- _WHAT YOU NEED TO DO_
Return every line from the one with "#[derive(Debug, Clone, Copy, PartialEq, Default)]" through the one with "pub mod crops;", inclusive, exactly as it appears below.

- _PROVIDED DATA_

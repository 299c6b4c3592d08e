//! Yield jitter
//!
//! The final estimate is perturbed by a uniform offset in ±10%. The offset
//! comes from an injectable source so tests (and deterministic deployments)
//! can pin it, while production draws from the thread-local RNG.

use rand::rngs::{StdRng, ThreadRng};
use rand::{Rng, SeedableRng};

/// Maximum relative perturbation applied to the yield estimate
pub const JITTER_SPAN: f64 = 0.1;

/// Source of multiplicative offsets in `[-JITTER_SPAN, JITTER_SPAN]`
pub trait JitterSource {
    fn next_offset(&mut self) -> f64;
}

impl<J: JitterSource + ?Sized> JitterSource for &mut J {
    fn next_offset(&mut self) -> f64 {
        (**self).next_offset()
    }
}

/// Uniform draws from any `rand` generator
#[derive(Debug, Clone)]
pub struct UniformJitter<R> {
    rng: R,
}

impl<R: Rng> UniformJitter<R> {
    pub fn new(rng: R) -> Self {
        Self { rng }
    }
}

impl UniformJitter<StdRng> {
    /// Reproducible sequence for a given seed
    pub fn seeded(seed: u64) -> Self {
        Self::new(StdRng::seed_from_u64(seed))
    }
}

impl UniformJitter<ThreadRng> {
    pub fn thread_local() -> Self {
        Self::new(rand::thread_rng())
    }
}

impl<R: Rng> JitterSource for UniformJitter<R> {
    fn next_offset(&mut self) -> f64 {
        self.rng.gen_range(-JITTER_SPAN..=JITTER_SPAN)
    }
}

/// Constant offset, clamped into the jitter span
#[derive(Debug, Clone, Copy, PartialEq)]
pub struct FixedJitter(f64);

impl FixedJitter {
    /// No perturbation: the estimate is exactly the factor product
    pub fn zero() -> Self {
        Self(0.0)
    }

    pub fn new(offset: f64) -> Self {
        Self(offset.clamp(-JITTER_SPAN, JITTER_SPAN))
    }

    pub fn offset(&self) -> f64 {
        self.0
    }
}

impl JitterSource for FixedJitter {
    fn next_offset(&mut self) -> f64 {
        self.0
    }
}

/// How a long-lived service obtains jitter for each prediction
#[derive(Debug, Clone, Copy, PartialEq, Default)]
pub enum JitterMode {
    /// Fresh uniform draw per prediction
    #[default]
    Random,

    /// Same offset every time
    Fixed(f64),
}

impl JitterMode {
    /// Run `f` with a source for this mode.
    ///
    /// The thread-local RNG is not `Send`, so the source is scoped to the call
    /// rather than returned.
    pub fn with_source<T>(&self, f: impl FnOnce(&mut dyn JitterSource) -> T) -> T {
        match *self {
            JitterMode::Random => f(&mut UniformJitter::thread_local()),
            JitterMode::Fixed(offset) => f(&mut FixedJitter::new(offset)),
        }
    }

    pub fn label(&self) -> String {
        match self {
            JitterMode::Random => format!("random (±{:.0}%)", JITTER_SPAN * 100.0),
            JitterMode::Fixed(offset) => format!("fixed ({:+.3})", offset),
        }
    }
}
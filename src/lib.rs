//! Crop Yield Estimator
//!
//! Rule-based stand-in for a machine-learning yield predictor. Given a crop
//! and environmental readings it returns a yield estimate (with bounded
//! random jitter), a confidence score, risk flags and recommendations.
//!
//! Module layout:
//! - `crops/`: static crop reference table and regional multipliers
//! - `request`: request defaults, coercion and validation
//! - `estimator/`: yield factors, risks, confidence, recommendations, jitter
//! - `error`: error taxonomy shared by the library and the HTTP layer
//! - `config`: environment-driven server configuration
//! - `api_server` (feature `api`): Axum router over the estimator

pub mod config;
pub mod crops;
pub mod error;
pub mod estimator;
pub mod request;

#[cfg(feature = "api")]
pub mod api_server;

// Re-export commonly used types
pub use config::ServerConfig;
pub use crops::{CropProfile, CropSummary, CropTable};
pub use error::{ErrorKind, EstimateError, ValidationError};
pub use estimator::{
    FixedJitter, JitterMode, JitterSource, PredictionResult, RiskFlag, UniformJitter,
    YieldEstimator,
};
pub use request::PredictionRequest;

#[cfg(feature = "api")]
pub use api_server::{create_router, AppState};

- _PROBLEM SOLUTION_
#[derive(Debug, Clone, Copy, PartialEq, Default)]
pub enum JitterMode {
    /// Fresh uniform draw per prediction
    #[default]
    Random,

    /// Same offset every time
    Fixed(f64),
}

impl JitterMode {
    /// Run `f` with a source for this mode.
    ///
    /// The thread-local RNG is not `Send`, so the source is scoped to the call
    /// rather than returned.
    pub fn with_source<T>(&self, f: impl FnOnce(&mut dyn JitterSource) -> T) -> T {
        match *self {
            JitterMode::Random => f(&mut UniformJitter::thread_local()),
            JitterMode::Fixed(offset) => f(&mut FixedJitter::new(offset)),
        }
    }

    pub fn label(&self) -> String {
        match self {
            JitterMode::Random => format!("random (±{:.0}%)", JITTER_SPAN * 100.0),
            JitterMode::Fixed(offset) => format!("fixed ({:+.3})", offset),
        }
    }
}
filename src/lib.rs
//! Crop Yield Estimator
//!
//! Rule-based stand-in for a machine-learning yield predictor. Given a crop
//! and environmental readings it returns a yield estimate (with bounded
//! random jitter), a confidence score, risk flags and recommendations.
//!
//! Module layout:
//! - `crops/`: static crop reference table and regional multipliers
//! - `request`: request defaults, coercion and validation
//! - `estimator/`: yield factors, risks, confidence, recommendations, jitter
//! - `error`: error taxonomy shared by the library and the HTTP layer
//! - `config`: environment-driven server configuration
//! - `api_server` (feature `api`): Axum router over the estimator

pub mod config;
pub mod crops;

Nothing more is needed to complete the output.